-- Exercise material follows --
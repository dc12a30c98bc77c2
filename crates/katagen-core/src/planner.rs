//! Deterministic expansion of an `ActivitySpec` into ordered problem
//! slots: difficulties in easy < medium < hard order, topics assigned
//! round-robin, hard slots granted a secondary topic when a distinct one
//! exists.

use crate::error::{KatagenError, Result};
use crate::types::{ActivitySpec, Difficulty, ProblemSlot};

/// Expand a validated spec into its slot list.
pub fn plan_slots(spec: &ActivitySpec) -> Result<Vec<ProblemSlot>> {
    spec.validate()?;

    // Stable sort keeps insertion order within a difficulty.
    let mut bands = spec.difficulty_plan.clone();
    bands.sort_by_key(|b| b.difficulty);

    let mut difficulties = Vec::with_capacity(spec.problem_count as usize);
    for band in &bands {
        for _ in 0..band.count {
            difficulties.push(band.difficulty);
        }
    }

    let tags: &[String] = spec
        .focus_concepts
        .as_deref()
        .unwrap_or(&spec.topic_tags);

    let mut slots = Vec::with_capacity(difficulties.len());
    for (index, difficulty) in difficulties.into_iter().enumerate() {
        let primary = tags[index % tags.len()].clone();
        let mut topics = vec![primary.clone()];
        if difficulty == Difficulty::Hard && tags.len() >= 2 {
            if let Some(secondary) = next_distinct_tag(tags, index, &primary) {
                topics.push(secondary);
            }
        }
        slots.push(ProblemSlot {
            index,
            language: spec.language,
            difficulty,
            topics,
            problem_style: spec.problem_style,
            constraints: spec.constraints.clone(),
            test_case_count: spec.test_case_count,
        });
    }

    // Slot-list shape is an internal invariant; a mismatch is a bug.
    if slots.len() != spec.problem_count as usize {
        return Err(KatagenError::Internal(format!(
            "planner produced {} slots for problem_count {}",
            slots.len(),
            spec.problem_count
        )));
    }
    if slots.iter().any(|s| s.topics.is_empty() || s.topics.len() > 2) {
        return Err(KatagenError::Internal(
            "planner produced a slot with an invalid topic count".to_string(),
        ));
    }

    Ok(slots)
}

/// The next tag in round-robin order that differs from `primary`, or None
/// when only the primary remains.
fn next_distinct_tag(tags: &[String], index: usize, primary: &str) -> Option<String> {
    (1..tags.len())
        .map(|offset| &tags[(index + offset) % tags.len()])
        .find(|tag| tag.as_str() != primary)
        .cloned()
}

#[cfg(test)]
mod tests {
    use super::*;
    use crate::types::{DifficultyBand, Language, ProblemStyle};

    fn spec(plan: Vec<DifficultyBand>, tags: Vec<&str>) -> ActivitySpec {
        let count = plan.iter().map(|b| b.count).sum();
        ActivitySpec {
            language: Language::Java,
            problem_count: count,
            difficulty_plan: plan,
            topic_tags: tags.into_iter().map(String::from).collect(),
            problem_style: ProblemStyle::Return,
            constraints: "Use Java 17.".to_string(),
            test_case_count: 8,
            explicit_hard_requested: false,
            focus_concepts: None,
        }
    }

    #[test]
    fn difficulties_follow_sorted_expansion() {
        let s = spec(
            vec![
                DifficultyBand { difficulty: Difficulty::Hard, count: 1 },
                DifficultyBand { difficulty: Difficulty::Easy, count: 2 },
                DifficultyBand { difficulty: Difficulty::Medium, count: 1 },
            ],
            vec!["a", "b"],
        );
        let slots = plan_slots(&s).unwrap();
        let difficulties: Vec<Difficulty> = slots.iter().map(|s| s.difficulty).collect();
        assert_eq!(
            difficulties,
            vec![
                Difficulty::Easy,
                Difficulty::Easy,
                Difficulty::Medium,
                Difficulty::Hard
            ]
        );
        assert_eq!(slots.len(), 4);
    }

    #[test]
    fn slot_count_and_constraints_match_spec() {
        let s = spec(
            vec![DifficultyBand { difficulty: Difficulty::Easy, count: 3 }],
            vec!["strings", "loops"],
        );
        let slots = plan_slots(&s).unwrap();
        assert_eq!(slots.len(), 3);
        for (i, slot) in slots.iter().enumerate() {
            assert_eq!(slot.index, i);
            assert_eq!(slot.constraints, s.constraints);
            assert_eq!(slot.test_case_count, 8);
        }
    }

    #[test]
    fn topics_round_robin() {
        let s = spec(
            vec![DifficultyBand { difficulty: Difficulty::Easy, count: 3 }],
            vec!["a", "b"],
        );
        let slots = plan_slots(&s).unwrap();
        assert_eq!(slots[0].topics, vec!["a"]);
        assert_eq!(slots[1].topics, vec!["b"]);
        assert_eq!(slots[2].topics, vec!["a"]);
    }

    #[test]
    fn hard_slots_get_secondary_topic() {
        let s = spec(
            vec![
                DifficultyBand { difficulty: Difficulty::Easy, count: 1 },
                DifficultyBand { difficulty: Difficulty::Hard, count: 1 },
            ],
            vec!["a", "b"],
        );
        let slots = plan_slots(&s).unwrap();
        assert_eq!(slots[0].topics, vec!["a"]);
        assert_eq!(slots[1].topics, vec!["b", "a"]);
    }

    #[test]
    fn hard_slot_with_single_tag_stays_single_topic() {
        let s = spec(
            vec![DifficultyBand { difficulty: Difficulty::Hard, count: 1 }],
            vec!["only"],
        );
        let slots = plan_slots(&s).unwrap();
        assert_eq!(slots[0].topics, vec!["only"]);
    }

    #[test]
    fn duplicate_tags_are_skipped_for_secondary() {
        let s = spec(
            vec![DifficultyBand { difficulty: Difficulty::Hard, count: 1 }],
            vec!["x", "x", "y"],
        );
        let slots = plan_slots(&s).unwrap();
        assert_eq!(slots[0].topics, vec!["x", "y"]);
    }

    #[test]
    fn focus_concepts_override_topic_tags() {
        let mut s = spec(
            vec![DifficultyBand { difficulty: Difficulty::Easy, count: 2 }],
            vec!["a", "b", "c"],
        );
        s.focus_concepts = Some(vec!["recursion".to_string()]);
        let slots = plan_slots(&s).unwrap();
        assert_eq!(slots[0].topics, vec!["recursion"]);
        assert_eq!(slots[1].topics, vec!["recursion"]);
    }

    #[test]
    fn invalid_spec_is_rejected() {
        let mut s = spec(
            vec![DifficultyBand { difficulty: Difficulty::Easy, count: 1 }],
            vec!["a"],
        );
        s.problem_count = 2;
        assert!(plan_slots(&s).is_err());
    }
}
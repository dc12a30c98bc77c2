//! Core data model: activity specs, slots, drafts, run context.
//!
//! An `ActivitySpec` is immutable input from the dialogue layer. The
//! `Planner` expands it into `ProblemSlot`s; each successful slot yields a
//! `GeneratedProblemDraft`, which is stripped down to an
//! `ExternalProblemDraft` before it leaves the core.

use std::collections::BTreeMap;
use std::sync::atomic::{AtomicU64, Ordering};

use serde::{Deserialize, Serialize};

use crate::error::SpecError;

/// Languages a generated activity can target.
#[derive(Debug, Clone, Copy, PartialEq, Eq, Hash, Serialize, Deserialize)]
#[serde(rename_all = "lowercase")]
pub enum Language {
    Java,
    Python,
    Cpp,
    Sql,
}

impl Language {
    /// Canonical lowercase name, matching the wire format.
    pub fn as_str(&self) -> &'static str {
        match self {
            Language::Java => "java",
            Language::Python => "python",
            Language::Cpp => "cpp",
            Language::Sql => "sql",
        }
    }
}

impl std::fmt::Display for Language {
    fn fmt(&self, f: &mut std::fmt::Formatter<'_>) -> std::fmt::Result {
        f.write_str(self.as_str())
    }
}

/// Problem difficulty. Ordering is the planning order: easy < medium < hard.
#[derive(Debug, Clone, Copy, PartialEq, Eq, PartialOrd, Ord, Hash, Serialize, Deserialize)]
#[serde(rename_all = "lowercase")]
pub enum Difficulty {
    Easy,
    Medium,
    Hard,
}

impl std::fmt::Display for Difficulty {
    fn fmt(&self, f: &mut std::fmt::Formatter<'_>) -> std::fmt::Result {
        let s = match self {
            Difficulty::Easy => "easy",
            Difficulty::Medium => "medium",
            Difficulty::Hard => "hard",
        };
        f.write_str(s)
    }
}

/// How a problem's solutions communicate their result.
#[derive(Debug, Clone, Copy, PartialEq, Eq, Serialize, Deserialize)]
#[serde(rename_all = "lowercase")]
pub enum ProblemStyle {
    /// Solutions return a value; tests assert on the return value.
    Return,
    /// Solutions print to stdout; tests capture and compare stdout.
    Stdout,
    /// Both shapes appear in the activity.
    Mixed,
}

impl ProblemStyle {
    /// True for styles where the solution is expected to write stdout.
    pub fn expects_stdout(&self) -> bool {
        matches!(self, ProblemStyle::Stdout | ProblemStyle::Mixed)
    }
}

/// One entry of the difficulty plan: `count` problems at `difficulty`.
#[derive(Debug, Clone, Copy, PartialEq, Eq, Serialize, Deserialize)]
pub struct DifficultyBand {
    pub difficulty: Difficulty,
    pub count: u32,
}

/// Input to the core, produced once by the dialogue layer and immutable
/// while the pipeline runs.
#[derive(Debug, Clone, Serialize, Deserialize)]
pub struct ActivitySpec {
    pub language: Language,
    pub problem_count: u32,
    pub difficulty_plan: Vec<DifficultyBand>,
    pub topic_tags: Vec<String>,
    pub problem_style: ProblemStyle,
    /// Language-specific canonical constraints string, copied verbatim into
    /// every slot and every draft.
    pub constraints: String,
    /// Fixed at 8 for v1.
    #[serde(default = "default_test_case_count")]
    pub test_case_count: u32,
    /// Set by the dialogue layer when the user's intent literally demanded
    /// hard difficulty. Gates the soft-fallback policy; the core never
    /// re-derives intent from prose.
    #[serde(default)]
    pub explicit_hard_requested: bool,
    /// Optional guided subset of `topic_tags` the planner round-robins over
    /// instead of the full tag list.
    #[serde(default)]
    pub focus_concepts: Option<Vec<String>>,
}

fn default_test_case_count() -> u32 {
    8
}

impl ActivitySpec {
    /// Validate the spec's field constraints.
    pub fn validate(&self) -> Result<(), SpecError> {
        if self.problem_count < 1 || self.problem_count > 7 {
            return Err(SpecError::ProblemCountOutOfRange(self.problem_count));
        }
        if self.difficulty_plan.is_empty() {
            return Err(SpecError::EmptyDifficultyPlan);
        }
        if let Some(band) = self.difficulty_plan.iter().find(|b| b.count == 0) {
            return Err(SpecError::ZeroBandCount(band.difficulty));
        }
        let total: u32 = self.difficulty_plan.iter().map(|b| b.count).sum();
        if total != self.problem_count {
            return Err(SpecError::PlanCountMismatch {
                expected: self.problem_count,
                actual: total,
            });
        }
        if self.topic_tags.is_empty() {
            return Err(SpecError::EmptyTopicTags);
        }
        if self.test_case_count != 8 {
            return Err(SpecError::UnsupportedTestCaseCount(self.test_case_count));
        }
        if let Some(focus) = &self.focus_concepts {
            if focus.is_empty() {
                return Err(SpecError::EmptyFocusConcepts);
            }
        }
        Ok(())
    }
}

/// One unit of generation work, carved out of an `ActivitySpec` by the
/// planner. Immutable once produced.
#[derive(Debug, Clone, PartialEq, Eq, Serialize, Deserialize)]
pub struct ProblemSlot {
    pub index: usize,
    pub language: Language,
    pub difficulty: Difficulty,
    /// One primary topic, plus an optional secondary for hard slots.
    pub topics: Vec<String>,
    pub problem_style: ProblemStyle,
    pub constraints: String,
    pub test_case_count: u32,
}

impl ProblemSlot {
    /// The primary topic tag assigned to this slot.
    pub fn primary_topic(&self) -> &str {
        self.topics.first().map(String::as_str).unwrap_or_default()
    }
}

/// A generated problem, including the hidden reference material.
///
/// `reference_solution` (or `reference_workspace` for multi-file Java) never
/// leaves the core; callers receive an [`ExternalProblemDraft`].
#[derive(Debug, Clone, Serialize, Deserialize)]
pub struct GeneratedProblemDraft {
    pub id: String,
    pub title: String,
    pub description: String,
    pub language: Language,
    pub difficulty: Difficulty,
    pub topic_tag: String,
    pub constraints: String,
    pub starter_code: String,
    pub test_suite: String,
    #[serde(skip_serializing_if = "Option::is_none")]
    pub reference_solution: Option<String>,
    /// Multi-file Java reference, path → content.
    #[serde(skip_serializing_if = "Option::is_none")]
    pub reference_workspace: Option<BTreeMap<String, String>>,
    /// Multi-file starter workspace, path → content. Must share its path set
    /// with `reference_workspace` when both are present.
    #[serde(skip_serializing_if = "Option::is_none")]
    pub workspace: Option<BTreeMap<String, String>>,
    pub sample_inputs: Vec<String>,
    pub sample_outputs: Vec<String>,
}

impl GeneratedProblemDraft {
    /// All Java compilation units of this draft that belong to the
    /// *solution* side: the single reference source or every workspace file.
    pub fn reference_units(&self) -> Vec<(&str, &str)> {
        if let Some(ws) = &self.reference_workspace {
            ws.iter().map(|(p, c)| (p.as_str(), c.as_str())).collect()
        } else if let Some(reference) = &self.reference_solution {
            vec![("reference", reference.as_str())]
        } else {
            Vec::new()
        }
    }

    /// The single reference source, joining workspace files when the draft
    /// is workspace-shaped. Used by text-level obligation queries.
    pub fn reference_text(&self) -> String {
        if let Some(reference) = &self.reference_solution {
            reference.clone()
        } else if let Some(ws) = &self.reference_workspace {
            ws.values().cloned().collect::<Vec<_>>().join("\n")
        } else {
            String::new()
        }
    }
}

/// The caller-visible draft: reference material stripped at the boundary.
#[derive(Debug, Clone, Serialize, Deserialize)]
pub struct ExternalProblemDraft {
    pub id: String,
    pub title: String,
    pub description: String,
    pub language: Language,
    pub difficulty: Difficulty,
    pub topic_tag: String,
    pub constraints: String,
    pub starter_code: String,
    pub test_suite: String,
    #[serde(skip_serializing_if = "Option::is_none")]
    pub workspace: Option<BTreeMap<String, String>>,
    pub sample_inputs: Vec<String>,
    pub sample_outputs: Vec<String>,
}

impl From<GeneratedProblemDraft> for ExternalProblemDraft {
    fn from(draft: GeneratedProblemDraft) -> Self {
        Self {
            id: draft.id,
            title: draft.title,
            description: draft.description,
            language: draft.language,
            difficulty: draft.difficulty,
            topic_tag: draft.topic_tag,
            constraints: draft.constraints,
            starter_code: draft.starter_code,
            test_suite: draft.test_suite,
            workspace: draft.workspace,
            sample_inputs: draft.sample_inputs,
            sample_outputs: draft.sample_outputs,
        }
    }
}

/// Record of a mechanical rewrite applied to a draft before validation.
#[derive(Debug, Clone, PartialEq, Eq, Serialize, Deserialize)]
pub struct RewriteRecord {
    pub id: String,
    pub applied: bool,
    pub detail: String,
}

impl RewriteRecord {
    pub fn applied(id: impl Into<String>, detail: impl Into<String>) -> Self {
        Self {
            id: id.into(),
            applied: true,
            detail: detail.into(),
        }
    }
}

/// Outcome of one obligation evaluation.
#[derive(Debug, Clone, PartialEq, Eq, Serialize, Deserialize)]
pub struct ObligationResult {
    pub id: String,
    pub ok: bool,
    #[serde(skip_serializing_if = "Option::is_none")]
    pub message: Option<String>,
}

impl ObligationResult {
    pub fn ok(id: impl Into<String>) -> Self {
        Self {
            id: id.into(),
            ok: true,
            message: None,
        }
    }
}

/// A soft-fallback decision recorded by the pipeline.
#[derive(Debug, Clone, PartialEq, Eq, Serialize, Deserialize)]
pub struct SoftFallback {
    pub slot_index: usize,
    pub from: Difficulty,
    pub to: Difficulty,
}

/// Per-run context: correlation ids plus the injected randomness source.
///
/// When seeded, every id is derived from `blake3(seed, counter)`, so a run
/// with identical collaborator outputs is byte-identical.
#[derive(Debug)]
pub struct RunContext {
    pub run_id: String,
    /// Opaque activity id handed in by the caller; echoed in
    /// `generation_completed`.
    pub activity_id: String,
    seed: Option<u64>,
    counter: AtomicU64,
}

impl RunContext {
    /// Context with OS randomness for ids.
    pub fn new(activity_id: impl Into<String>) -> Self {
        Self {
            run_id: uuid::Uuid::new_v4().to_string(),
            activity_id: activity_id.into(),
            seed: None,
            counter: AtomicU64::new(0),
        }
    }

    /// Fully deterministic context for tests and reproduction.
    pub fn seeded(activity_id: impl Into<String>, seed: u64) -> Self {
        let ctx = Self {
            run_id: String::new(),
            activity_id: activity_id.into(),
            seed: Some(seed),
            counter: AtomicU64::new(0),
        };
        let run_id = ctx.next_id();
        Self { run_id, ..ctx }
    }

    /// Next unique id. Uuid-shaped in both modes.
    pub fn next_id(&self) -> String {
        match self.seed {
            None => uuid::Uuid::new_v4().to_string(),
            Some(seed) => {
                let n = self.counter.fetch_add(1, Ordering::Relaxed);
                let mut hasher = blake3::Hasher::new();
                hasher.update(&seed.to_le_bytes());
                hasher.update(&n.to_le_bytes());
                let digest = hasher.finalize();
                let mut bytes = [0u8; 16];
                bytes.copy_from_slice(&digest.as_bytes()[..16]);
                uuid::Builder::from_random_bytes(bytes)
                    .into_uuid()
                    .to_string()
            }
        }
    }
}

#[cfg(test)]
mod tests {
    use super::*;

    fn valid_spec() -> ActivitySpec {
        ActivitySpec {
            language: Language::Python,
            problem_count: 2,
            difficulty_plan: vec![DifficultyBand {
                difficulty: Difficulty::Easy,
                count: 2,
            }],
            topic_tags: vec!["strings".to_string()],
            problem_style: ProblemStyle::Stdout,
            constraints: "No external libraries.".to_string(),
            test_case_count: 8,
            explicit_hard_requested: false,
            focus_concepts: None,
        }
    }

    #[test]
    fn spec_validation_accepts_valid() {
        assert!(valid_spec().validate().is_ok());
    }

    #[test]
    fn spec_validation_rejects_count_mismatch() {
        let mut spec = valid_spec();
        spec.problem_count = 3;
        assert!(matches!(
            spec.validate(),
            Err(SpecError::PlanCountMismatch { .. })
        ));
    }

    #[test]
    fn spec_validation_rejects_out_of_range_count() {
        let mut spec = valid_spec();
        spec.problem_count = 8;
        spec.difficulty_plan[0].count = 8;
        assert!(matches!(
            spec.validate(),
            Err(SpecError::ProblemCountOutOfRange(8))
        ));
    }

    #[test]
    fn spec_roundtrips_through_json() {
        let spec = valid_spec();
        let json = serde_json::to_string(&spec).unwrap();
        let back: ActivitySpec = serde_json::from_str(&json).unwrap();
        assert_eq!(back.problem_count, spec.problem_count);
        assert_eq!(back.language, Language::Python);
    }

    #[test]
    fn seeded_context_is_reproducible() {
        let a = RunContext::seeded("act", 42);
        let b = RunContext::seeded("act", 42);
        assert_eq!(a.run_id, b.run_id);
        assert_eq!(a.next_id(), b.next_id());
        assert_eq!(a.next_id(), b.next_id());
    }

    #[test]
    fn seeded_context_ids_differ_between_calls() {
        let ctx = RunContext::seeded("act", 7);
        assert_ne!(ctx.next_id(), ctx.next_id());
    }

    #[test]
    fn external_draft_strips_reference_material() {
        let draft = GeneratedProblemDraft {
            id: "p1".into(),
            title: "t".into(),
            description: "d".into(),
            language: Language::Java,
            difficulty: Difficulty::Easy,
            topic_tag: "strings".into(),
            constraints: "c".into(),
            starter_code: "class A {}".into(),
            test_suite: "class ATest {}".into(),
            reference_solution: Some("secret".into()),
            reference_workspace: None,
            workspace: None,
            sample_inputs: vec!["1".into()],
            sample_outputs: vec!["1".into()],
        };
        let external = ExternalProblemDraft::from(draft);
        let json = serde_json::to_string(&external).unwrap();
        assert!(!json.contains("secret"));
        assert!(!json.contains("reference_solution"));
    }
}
-- Exercise material concluded --
[Assigned task]:
Pull out all lines of the data with the string "ProblemStyle".

[Output below]:
    use crate::types::{DifficultyBand, Language, ProblemStyle};
            problem_style: ProblemStyle::Return,
pub enum ProblemStyle {
impl ProblemStyle {
        matches!(self, ProblemStyle::Stdout | ProblemStyle::Mixed)
    pub problem_style: ProblemStyle,
    pub problem_style: ProblemStyle,
            problem_style: ProblemStyle::Stdout,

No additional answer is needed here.